A few wooden panels depict rotund men making passes at buxom women. Detailed attention is given to animals, tigers, elephants, boars and leopards being the common ones represented here. The tigers have been given short wavy stripes and the leopards have spots, so no detail has been missed. One pillar has a delightful scene of a hunter praying for mercy to a wild boar, while his companion is in a tree watching in fright. On an adjacent pillar is depicted a scene where both hunters have thrown spears at the boar that have missed their target, and the enraged boar has flung one hunter into the air. The wood-carver has left the viewer to imagine the final outcome.

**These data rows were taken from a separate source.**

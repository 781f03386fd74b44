use anyhow::{Context, Result};
use clap::Parser;
use std::fmt;
use std::path::PathBuf;
use steer_client::{
    injector::LogInjector, run, signal, Config, DetectorProcess, FrameDisplay, Headless,
    JsonLinesSource, KeyGuard, LandmarkSource, RunSummary,
};
use steer_core::{ClassifierConfig, FrameSize, KeySink, SteeringPipeline};

#[derive(Parser, Debug)]
#[command(author, version, about = "Drive a game with hand gestures", long_about = None)]
struct Args {
    /// Landmark stream (one JSON frame per line), or '-' for stdin
    #[arg(short, long, default_value = "-")]
    input: String,

    /// Command that runs the hand detector and prints JSON frames on stdout
    #[arg(long, conflicts_with = "input")]
    detector_cmd: Option<String>,

    /// JSON configuration file
    #[arg(short, long)]
    config: Option<PathBuf>,

    /// Log key edges instead of injecting them
    #[arg(long)]
    dry_run: bool,

    /// Steering dead zone in pixels
    #[arg(long)]
    dead_zone: Option<f32>,

    /// Width of the frames the detector works on
    #[arg(long)]
    frame_width: Option<u32>,

    /// Height of the frames the detector works on
    #[arg(long)]
    frame_height: Option<u32>,

    /// Stop after this many frames
    #[arg(long)]
    max_frames: Option<u64>,

    /// Show preview window (press 'q' in it to quit)
    #[arg(short = 'w', long)]
    show_window: bool,

    /// Print the effective configuration and exit
    #[arg(long)]
    print_config: bool,

    /// Enable debug logging
    #[arg(short, long)]
    debug: bool,
}

impl Args {
    fn load_config(&self) -> Result<Config> {
        let mut config = match &self.config {
            Some(path) => Config::from_file(path)?,
            None => Config::default(),
        };

        if let Some(dead_zone) = self.dead_zone {
            config.classifier.dead_zone_px = dead_zone;
        }
        if let Some(width) = self.frame_width {
            config.frame.width = width;
        }
        if let Some(height) = self.frame_height {
            config.frame.height = height;
        }

        config.validate()?;
        Ok(config)
    }
}

fn open_source(args: &Args) -> Result<Box<dyn LandmarkSource>> {
    match &args.detector_cmd {
        Some(command) => Ok(Box::new(DetectorProcess::spawn(command)?)),
        None => {
            log::info!("Reading landmarks from {}", args.input);
            Ok(Box::new(JsonLinesSource::open(&args.input)?))
        }
    }
}

fn open_display(show_window: bool, frame: FrameSize) -> Result<Box<dyn FrameDisplay>> {
    if !show_window {
        return Ok(Box::new(Headless));
    }

    #[cfg(feature = "preview")]
    {
        let window = steer_client::preview::PreviewWindow::new(frame)
            .context("Failed to open preview window")?;
        Ok(Box::new(window))
    }
    #[cfg(not(feature = "preview"))]
    {
        let _ = frame;
        log::warn!("Built without the `preview` feature, ignoring --show-window");
        Ok(Box::new(Headless))
    }
}

fn drive<S>(args: &Args, config: &Config, sink: S) -> Result<RunSummary>
where
    S: KeySink,
    S::Error: fmt::Display,
{
    let stop = signal::watch_ctrl_c()?;
    let mut source = open_source(args)?;
    let mut display = open_display(args.show_window, config.frame)?;

    let pipeline = SteeringPipeline::new(ClassifierConfig::from(config.classifier), config.frame);
    let guard = KeyGuard::new(pipeline, sink);

    run(source.as_mut(), guard, display.as_mut(), &stop, args.max_frames)
}

#[cfg(feature = "inject")]
fn drive_live(args: &Args, config: &Config) -> Result<RunSummary> {
    let injector = steer_client::injector::EnigoInjector::new(config.bindings)?;
    drive(args, config, injector)
}

#[cfg(not(feature = "inject"))]
fn drive_live(args: &Args, config: &Config) -> Result<RunSummary> {
    log::warn!("Built without the `inject` feature, running as a dry run");
    drive(args, config, LogInjector::new(config.bindings))
}

fn main() -> Result<()> {
    let args = Args::parse();

    // Initialize logging
    if args.debug {
        env_logger::Builder::from_default_env()
            .filter_level(log::LevelFilter::Debug)
            .init();
    } else {
        env_logger::Builder::from_default_env()
            .filter_level(log::LevelFilter::Info)
            .init();
    }

    let config = args.load_config().context("Failed to load configuration")?;
    if args.print_config {
        println!("{}", config.to_json()?);
        return Ok(());
    }

    log::info!("Virtual steering starting...");
    log::info!(
        "Frame: {}x{}, dead zone: {}px",
        config.frame.width,
        config.frame.height,
        config.classifier.dead_zone_px
    );

    let summary = if args.dry_run {
        drive(&args, &config, LogInjector::new(config.bindings))
    } else {
        drive_live(&args, &config)
    }
    .context("Steering loop error")?;

    log::info!(
        "Stopped after {} frames ({:?}), released {} key(s)",
        summary.frames,
        summary.stop,
        summary.released
    );

    Ok(())
}
//! Per-frame gesture classification.
//!
//! Turns the hands detected in one frame into the set of virtual keys that
//! should be held. Nothing here keeps state between frames.

use steer_shared::{
    ClassifierSettings, FrameObservation, FrameSize, HandLandmark, HandObservation, Position,
};

use crate::keys::TargetKeys;

/// Upper bound on hands taken from a single frame
pub const MAX_HANDS: usize = 2;

/// Label shown alongside the driving label while boosting
pub const BOOST_LABEL: &str = "BOOST";

/// Thresholds for the classifier
#[derive(Debug, Clone, Copy, PartialEq)]
pub struct ClassifierConfig {
    /// Vertical offset between hands (pixels) still treated as centered
    pub dead_zone_px: f32,
    /// How far (normalized units) the thumb tip must sit above the thumb IP joint
    pub thumb_ip_margin: f32,
    /// How far (normalized units) the thumb tip must sit above the wrist
    pub thumb_wrist_margin: f32,
    /// Hands considered per frame, capped at [`MAX_HANDS`]
    pub max_hands: usize,
}

impl Default for ClassifierConfig {
    fn default() -> Self {
        Self {
            dead_zone_px: 50.0,
            thumb_ip_margin: 0.04,
            thumb_wrist_margin: 0.08,
            max_hands: MAX_HANDS,
        }
    }
}

impl From<ClassifierSettings> for ClassifierConfig {
    fn from(settings: ClassifierSettings) -> Self {
        Self {
            dead_zone_px: settings.dead_zone_px,
            thumb_ip_margin: settings.thumb_ip_margin,
            thumb_wrist_margin: settings.thumb_wrist_margin,
            max_hands: settings.max_hands.min(MAX_HANDS),
        }
    }
}

/// Driving intent derived from hand count and relative height
#[derive(Debug, Clone, Copy, PartialEq, Eq)]
pub enum DriveLabel {
    NoHands,
    Backward,
    Forward,
    Left,
    Right,
}

impl DriveLabel {
    pub fn as_str(&self) -> &'static str {
        match self {
            DriveLabel::NoHands => "NO HANDS",
            DriveLabel::Backward => "BACKWARD",
            DriveLabel::Forward => "FORWARD",
            DriveLabel::Left => "LEFT",
            DriveLabel::Right => "RIGHT",
        }
    }
}

impl core::fmt::Display for DriveLabel {
    fn fmt(&self, f: &mut core::fmt::Formatter<'_>) -> core::fmt::Result {
        f.write_str(self.as_str())
    }
}

/// Result of classifying one frame
#[derive(Debug, Clone, PartialEq)]
pub struct Classification {
    pub target: TargetKeys,
    pub label: DriveLabel,
    pub boost: bool,
    pub hand_count: usize,
    pub thumbs_up_count: usize,
    /// Palm-center pixel positions of the usable hands, in detector order
    pub hand_points: heapless::Vec<Position, MAX_HANDS>,
}

/// Strict thumbs-up test.
///
/// The thumb tip has to be clearly above both the thumb IP joint and the
/// wrist; image y grows downward. Returns `None` if any of the three
/// landmarks is missing.
pub fn thumbs_up(hand: &HandObservation, config: &ClassifierConfig) -> Option<bool> {
    let tip = hand.landmark(HandLandmark::ThumbTip)?;
    let ip = hand.landmark(HandLandmark::ThumbIp)?;
    let wrist = hand.landmark(HandLandmark::Wrist)?;

    Some(tip.y < ip.y - config.thumb_ip_margin && tip.y < wrist.y - config.thumb_wrist_margin)
}

/// Palm-center landmark in whole-pixel coordinates
pub fn reference_point(hand: &HandObservation, size: FrameSize) -> Option<Position> {
    hand.landmark(HandLandmark::PALM_CENTER).map(|lm| lm.to_pixels(size))
}

#[derive(Debug, Clone, Default)]
pub struct GestureClassifier {
    config: ClassifierConfig,
}

impl GestureClassifier {
    pub fn new(config: ClassifierConfig) -> Self {
        Self { config }
    }

    pub fn is_thumbs_up(&self, hand: &HandObservation) -> Option<bool> {
        thumbs_up(hand, &self.config)
    }

    /// Classify one frame.
    ///
    /// Only the first `max_hands` detections are looked at. A hand missing
    /// any of the wrist, thumb or palm-center landmarks is skipped and does
    /// not count as present.
    pub fn classify(&self, frame: &FrameObservation, size: FrameSize) -> Classification {
        let limit = self.config.max_hands.min(MAX_HANDS);
        let mut hand_points = heapless::Vec::<Position, MAX_HANDS>::new();
        let mut thumbs_up_count = 0;

        for hand in frame.hands.iter().take(limit) {
            let (Some(point), Some(is_up)) = (reference_point(hand, size), self.is_thumbs_up(hand))
            else {
                continue;
            };
            if hand_points.push(point).is_err() {
                break;
            }
            if is_up {
                thumbs_up_count += 1;
            }
        }

        let mut target = TargetKeys::default();

        let boost = thumbs_up_count == 2;
        target.boost = boost;

        let label = match hand_points.as_slice() {
            [] => DriveLabel::NoHands,
            [_] => {
                target.backward = true;
                DriveLabel::Backward
            }
            [a, b, ..] => self.steer(*a, *b, &mut target),
        };

        Classification {
            target,
            label,
            boost,
            hand_count: hand_points.len(),
            thumbs_up_count,
            hand_points,
        }
    }

    fn steer(&self, a: Position, b: Position, target: &mut TargetKeys) -> DriveLabel {
        // Order by x so detector reordering never swaps left and right
        let (left, right) = if b.x < a.x { (b, a) } else { (a, b) };
        let diff = left.y - right.y;

        target.forward = true;
        if libm::fabsf(diff) < self.config.dead_zone_px {
            DriveLabel::Forward
        } else if diff > 0.0 {
            target.left = true;
            DriveLabel::Left
        } else {
            target.right = true;
            DriveLabel::Right
        }
    }
}
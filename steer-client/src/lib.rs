//! Live plumbing around the steering core: landmark input, key injection,
//! preview window and the frame loop tying them together.

pub mod app;
pub mod config;
pub mod display;
pub mod guard;
pub mod injector;
#[cfg(feature = "preview")]
pub mod preview;
pub mod signal;
pub mod source;

pub use app::{run, RunSummary, StopReason};
pub use config::Config;
pub use display::{FrameDisplay, Headless};
pub use guard::KeyGuard;
pub use source::{DetectorProcess, JsonLinesSource, LandmarkSource};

The ceiling of the fourth-level has even more innovative panels, of the incarnations of Vishnu, including Buddha, Narasimha in various forms, and one of the deity on his mount Garuda; while the final floor has a boat-shaped ceiling with no panels, but with each buttress having carved images--some of men in comical postures.
The stone sculptures on both the external surfaces of the base structure are just as detailed and thematically unique. A spectacular image in stone is of Rama holding a drawn bow with arrow in the act of threatening to unleash this on the Sea God if the latter does not cooperate in creating a bridge to Lanka. Beside this is an image, only about 30 centimetres square, of Krishna stealing butter from pots suspended from the ceiling. Both have sharp detailing; the Rama panel even has waves in the foreground. Other stone panels include two rare ones, possibly found nowhere else in the Tamil region. One is of Bhima unsuccessfully trying to lift the tail of Hanuman. The sculptor has emphasized Bhima's gargantuan proportions by showing clouds on either side, and has deliberately shrunk Hanuman and given him a crouching position. The other panel is from the story of Garuda's meeting with his father. Here the half-eagle, half-human figure carries in his beak a branch of a tree on which sit four meditating sages, and in his talons an elephant and a tortoise.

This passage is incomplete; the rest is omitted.